━━━━━ ENTRIES SHOWN ━━━━━
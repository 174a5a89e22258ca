/// Cross-tab storage errors.
#[derive(Debug, thiserror::Error)]
pub enum StorageError {
    #[error("storage not connected")]
    NotConnected,

    #[error("storage operation {operation} timed out after {timeout_ms}ms")]
    Timeout { operation: String, timeout_ms: u64 },

    #[error("storage backend failure: {reason}")]
    Backend { reason: String },
}
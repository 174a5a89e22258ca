use serde::{Deserialize, Serialize};
use serde_json::{Map, Value};

use super::defaults;

/// Per-site settings served by the configuration service.
#[derive(Debug, Clone, PartialEq, Serialize, Deserialize)]
pub struct SiteConfig {
    /// Whether the fingerprint provider may be consulted for identity.
    #[serde(default)]
    pub enable_fingerprint: bool,
    /// Any further keys the service returns, kept verbatim.
    #[serde(flatten)]
    pub extra: Map<String, Value>,
}

impl SiteConfig {
    pub fn with_fingerprint(enable_fingerprint: bool) -> Self {
        Self {
            enable_fingerprint,
            extra: Map::new(),
        }
    }

    /// Parse a configuration body. Empty bodies are treated as malformed.
    pub fn parse(body: &str) -> Result<Self, serde_json::Error> {
        let trimmed = body.trim();
        if trimmed.is_empty() {
            return Err(serde::de::Error::custom("empty configuration body"));
        }
        serde_json::from_str(trimmed)
    }
}

/// How a site-configuration fetch failed.
#[derive(Debug, Clone, Copy, PartialEq, Eq)]
pub enum SiteConfigFailure {
    /// The service answered but the body was empty or not a config object.
    Malformed,
    /// The service could not be reached or a non-success status came back.
    Network,
    /// The fetch did not complete within the configured timeout.
    Timeout,
}

/// Defaults substituted when the site configuration cannot be loaded.
///
/// The two failure families default differently: a malformed answer disables
/// fingerprinting, an unreachable service enables it.
#[derive(Debug, Clone, Copy, PartialEq, Eq)]
pub struct SiteConfigDefaults {
    pub on_parse_failure: bool,
    pub on_network_failure: bool,
}

impl Default for SiteConfigDefaults {
    fn default() -> Self {
        Self {
            on_parse_failure: defaults::DEFAULT_FINGERPRINT_ON_PARSE_FAILURE,
            on_network_failure: defaults::DEFAULT_FINGERPRINT_ON_NETWORK_FAILURE,
        }
    }
}

impl SiteConfigDefaults {
    /// The configuration to use after a failure of the given kind.
    pub fn for_failure(&self, failure: SiteConfigFailure) -> SiteConfig {
        let enable = match failure {
            SiteConfigFailure::Malformed => self.on_parse_failure,
            SiteConfigFailure::Network | SiteConfigFailure::Timeout => self.on_network_failure,
        };
        SiteConfig::with_fingerprint(enable)
    }
}

impl Default for SiteConfig {
    fn default() -> Self {
        Self::with_fingerprint(false)
    }
}
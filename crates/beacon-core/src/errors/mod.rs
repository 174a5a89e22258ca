//! Error taxonomy. Each domain has its own enum; [`BeaconError`] aggregates
//! them so callers can propagate with `?` across crate boundaries.

mod bridge_error;
mod config_error;
mod identity_error;
mod storage_error;
mod transport_error;

pub use bridge_error::BridgeError;
pub use config_error::ConfigError;
pub use identity_error::IdentityError;
pub use storage_error::StorageError;
pub use transport_error::TransportError;

/// Top-level error for all Beacon operations.
#[derive(Debug, thiserror::Error)]
pub enum BeaconError {
    #[error("site id is required")]
    MissingSiteId,

    #[error("invalid event type: {event_type:?}")]
    InvalidEventType { event_type: String },

    #[error("tracker not ready (state: {state})")]
    NotReady { state: String },

    #[error("invalid lifecycle transition: {from} -> {to}")]
    InvalidTransition { from: String, to: String },

    #[error("config error: {0}")]
    ConfigError(#[from] ConfigError),

    #[error("storage error: {0}")]
    StorageError(#[from] StorageError),

    #[error("identity error: {0}")]
    IdentityError(#[from] IdentityError),

    #[error("transport error: {0}")]
    TransportError(#[from] TransportError),

    #[error("bridge error: {0}")]
    BridgeError(#[from] BridgeError),

    #[error("serialization error: {0}")]
    SerializationError(#[from] serde_json::Error),
}

/// Convenience alias used throughout the workspace.
pub type BeaconResult<T> = Result<T, BeaconError>;
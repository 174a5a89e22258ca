//! Zero-config start from the loader script URL.

use beacon_core::errors::{BeaconResult, ConfigError};
use beacon_core::TrackerOptions;
use beacon_observability::init_tracing;
use reqwest::Url;

use crate::tracker::{Tracker, TrackerBuilder};

/// Parameters read from `…/tracker.js?siteid=…&debug=…`.
#[derive(Debug, Clone, Default, PartialEq, Eq)]
pub struct ScriptTagParams {
    pub site_id: Option<String>,
    pub debug: bool,
}

impl ScriptTagParams {
    pub fn from_src(src: &str) -> BeaconResult<Self> {
        let url = Url::parse(src).map_err(|e| ConfigError::ParseFailed {
            reason: format!("script src {src:?}: {e}"),
        })?;
        let mut params = Self::default();
        for (key, value) in url.query_pairs() {
            match key.as_ref() {
                "siteid" if !value.is_empty() => params.site_id = Some(value.into_owned()),
                "debug" => params.debug = matches!(value.as_ref(), "true" | "1"),
                _ => {}
            }
        }
        Ok(params)
    }

    /// A builder for the discovered site, or `None` without a `siteid`.
    pub fn builder(&self) -> Option<TrackerBuilder> {
        let site_id = self.site_id.as_deref()?;
        let options = TrackerOptions {
            debug: self.debug,
            ..TrackerOptions::default()
        };
        Some(Tracker::builder(site_id).options(options))
    }

    /// Script-tag auto-start: install the JSON log subscriber unless one is
    /// already set, then build and initialize a tracker with the production
    /// collaborators. `None` without a `siteid`.
    pub async fn start(&self) -> Option<BeaconResult<Tracker>> {
        let builder = self.builder()?;
        init_tracing(self.debug);
        Some(launch(builder).await)
    }
}

async fn launch(builder: TrackerBuilder) -> BeaconResult<Tracker> {
    let tracker = builder.build()?;
    tracker.initialize().await?;
    Ok(tracker)
}
//! Page signals and the events they produce.

use beacon_core::constants::MAX_ELEMENT_TEXT_CHARS;
use beacon_core::models::{EnrichedFields, EventType};
use serde::{Deserialize, Serialize};

/// The element a click landed on.
#[derive(Debug, Clone, Default, PartialEq, Eq, Serialize, Deserialize)]
#[serde(default)]
pub struct ClickTarget {
    pub tag: String,
    pub id: String,
    pub class: String,
    pub text: String,
    /// Host of the closest enclosing link, if any.
    pub link_host: Option<String>,
}

impl ClickTarget {
    fn descriptors(&self) -> EnrichedFields {
        let mut fields = EnrichedFields::new();
        fields.insert("browser_element_tag".into(), self.tag.to_lowercase().into());
        fields.insert("browser_element_id".into(), self.id.as_str().into());
        fields.insert("browser_element_class".into(), self.class.as_str().into());
        fields.insert(
            "browser_element_text".into(),
            self.text
                .chars()
                .take(MAX_ELEMENT_TEXT_CHARS)
                .collect::<String>()
                .into(),
        );
        fields
    }
}

/// Something that happened on the page.
#[derive(Debug, Clone, PartialEq, Serialize, Deserialize)]
#[serde(tag = "kind", rename_all = "snake_case")]
pub enum PageSignal {
    Click(ClickTarget),
    VisibilityChange { hidden: bool },
    Focus,
    BeforeUnload,
}

impl PageSignal {
    /// Events to emit, with their signal-specific fields.
    ///
    /// A click on a link to another host yields both `click` and `exit`.
    pub fn events(&self, page_host: &str) -> Vec<(EventType, EnrichedFields)> {
        match self {
            PageSignal::Click(target) => {
                let mut out = vec![(EventType::Click, target.descriptors())];
                let external = target
                    .link_host
                    .as_deref()
                    .is_some_and(|host| !host.is_empty() && host != page_host);
                if external {
                    out.push((EventType::Exit, EnrichedFields::new()));
                }
                out
            }
            PageSignal::VisibilityChange { hidden: true } => {
                vec![(EventType::Close, EnrichedFields::new())]
            }
            PageSignal::VisibilityChange { hidden: false } => Vec::new(),
            PageSignal::Focus => vec![(EventType::Engagement, EnrichedFields::new())],
            PageSignal::BeforeUnload => vec![(EventType::SessionEnd, EnrichedFields::new())],
        }
    }
}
━━━━━
### EXERCISE DETAILS
Filter the records down to the lines that contain the string "struct", and copy those lines.

### SOLUTION BELOW
pub struct SiteConfig {
pub struct SiteConfigDefaults {
pub struct ScriptTagParams {
pub struct ClickTarget {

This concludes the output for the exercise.